| Record excerpts |
----------
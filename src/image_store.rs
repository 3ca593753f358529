use crate::error::{EditorError, Result};
use image::{ImageBuffer as RawBuffer, Rgba, RgbaImage};
use std::fmt;
use std::io::Cursor;
use std::sync::Arc;

/// Format tag carried alongside every encoded image.
#[derive(Clone, Copy, PartialEq, Eq, Hash, Debug)]
pub enum MimeType {
    Png,
    Jpeg,
    Bmp,
}

impl MimeType {
    pub fn as_str(&self) -> &'static str {
        match self {
            MimeType::Png => "image/png",
            MimeType::Jpeg => "image/jpeg",
            MimeType::Bmp => "image/bmp",
        }
    }

    pub fn from_mime(mime: &str) -> Option<Self> {
        match mime.trim().to_ascii_lowercase().as_str() {
            "image/png" => Some(MimeType::Png),
            "image/jpeg" | "image/jpg" => Some(MimeType::Jpeg),
            "image/bmp" => Some(MimeType::Bmp),
            _ => None,
        }
    }

    fn image_format(self) -> image::ImageFormat {
        match self {
            MimeType::Png => image::ImageFormat::Png,
            MimeType::Jpeg => image::ImageFormat::Jpeg,
            MimeType::Bmp => image::ImageFormat::Bmp,
        }
    }

    fn from_image_format(format: image::ImageFormat) -> Option<Self> {
        match format {
            image::ImageFormat::Png => Some(MimeType::Png),
            image::ImageFormat::Jpeg => Some(MimeType::Jpeg),
            image::ImageFormat::Bmp => Some(MimeType::Bmp),
            _ => None,
        }
    }
}

impl fmt::Display for MimeType {
    fn fmt(&self, f: &mut fmt::Formatter<'_>) -> fmt::Result {
        f.write_str(self.as_str())
    }
}

/// An immutable encoded image: the unit stored in history, variation sets and
/// handed to collaborators. Cloning shares the bytes.
#[derive(Clone)]
pub struct ImageBuffer {
    bytes: Arc<[u8]>,
    mime: MimeType,
    width: u32,
    height: u32,
}

impl ImageBuffer {
    /// Wraps encoded bytes, checking that they really are an image of `mime`.
    pub fn decode(bytes: impl Into<Arc<[u8]>>, mime: MimeType) -> Result<Self> {
        let bytes = bytes.into();
        let img = image::load_from_memory_with_format(&bytes, mime.image_format())
            .map_err(EditorError::DecodeFailure)?;
        Ok(Self {
            bytes,
            mime,
            width: img.width(),
            height: img.height(),
        })
    }

    /// Like [`ImageBuffer::decode`] but guesses the format from the bytes.
    pub fn sniff(bytes: impl Into<Arc<[u8]>>) -> Result<Self> {
        let bytes = bytes.into();
        let format = image::guess_format(&bytes).map_err(EditorError::DecodeFailure)?;
        let mime = MimeType::from_image_format(format).ok_or_else(|| {
            EditorError::DecodeFailure(image::ImageError::Unsupported(
                image::error::ImageFormatHint::from(format).into(),
            ))
        })?;
        Self::decode(bytes, mime)
    }

    /// Encodes raw pixels as PNG, the engine's single output format.
    pub fn from_rgba(pixels: &RgbaImage) -> Result<Self> {
        let mut out = Vec::new();
        pixels
            .write_to(&mut Cursor::new(&mut out), image::ImageFormat::Png)
            .map_err(|e| EditorError::BakeFailure(format!("PNG encode: {}", e)))?;
        Ok(Self {
            bytes: out.into(),
            mime: MimeType::Png,
            width: pixels.width(),
            height: pixels.height(),
        })
    }

    pub fn to_rgba(&self) -> Result<RgbaImage> {
        let img = image::load_from_memory_with_format(&self.bytes, self.mime.image_format())
            .map_err(EditorError::DecodeFailure)?;
        Ok(img.to_rgba8())
    }

    pub fn bytes(&self) -> &[u8] {
        &self.bytes
    }

    pub fn mime(&self) -> MimeType {
        self.mime
    }

    pub fn width(&self) -> u32 {
        self.width
    }

    pub fn height(&self) -> u32 {
        self.height
    }

    pub fn dimensions(&self) -> (u32, u32) {
        (self.width, self.height)
    }

    /// Exact content identity: same encoded bytes.
    pub fn same_content(&self, other: &ImageBuffer) -> bool {
        Arc::ptr_eq(&self.bytes, &other.bytes) || self.bytes[..] == other.bytes[..]
    }
}

impl PartialEq for ImageBuffer {
    fn eq(&self, other: &Self) -> bool {
        self.same_content(other)
    }
}

impl Eq for ImageBuffer {}

impl fmt::Debug for ImageBuffer {
    fn fmt(&self, f: &mut fmt::Formatter<'_>) -> fmt::Result {
        f.debug_struct("ImageBuffer")
            .field("mime", &self.mime)
            .field("width", &self.width)
            .field("height", &self.height)
            .field("len", &self.bytes.len())
            .finish()
    }
}

/// Decoded RGBA working canvas used while baking.
#[derive(Clone)]
pub struct ImageStore {
    pub buffer: RgbaImage,
}

impl ImageStore {
    pub fn new(width: u32, height: u32) -> Self {
        // Initialize with white background
        Self::filled(width, height, Rgba([255, 255, 255, 255]))
    }

    pub fn filled(width: u32, height: u32, color: Rgba<u8>) -> Self {
        let buffer = RawBuffer::from_pixel(width, height, color);
        Self { buffer }
    }

    pub fn from_rgba(buffer: RgbaImage) -> Self {
        Self { buffer }
    }

    pub fn from_image(image: &ImageBuffer) -> Result<Self> {
        Ok(Self {
            buffer: image.to_rgba()?,
        })
    }

    pub fn width(&self) -> u32 {
        self.buffer.width()
    }

    pub fn height(&self) -> u32 {
        self.buffer.height()
    }

    pub fn get_pixel(&self, x: u32, y: u32) -> Option<Rgba<u8>> {
        if x < self.width() && y < self.height() {
            Some(*self.buffer.get_pixel(x, y))
        } else {
            None
        }
    }

    pub fn put_pixel(&mut self, x: u32, y: u32, color: Rgba<u8>) {
        if x < self.width() && y < self.height() {
            self.buffer.put_pixel(x, y, color);
        }
    }

    /// Source-over composite of `color` at `opacity` (0..=1) onto the pixel.
    /// Coordinates outside the canvas are ignored.
    pub fn blend_pixel(&mut self, x: i64, y: i64, color: Rgba<u8>, opacity: f32) {
        if x < 0 || y < 0 || x >= self.width() as i64 || y >= self.height() as i64 {
            return;
        }
        let src_a = (color[3] as f32 / 255.0) * opacity.clamp(0.0, 1.0);
        if src_a <= 0.0 {
            return;
        }
        let dst = self.buffer.get_pixel_mut(x as u32, y as u32);
        if src_a >= 1.0 {
            *dst = color;
            return;
        }
        let dst_a = dst[3] as f32 / 255.0;
        let out_a = src_a + dst_a * (1.0 - src_a);
        let mut out = [0u8; 4];
        for c in 0..3 {
            let v = (color[c] as f32 * src_a + dst[c] as f32 * dst_a * (1.0 - src_a)) / out_a;
            out[c] = v.round().clamp(0.0, 255.0) as u8;
        }
        out[3] = (out_a * 255.0).round().clamp(0.0, 255.0) as u8;
        *dst = Rgba(out);
    }

    pub fn get_buffer(&self) -> &RgbaImage {
        &self.buffer
    }

    pub fn encode(&self) -> Result<ImageBuffer> {
        ImageBuffer::from_rgba(&self.buffer)
    }
}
----------
| Task item |
Copy every line of the data above in which the string "RgbaImage" appears.

| Response to the exercise |
use image::{ImageBuffer as RawBuffer, Rgba, RgbaImage};
    pub fn from_rgba(pixels: &RgbaImage) -> Result<Self> {
    pub fn to_rgba(&self) -> Result<RgbaImage> {
    pub buffer: RgbaImage,
    pub fn from_rgba(buffer: RgbaImage) -> Self {
    pub fn get_buffer(&self) -> &RgbaImage {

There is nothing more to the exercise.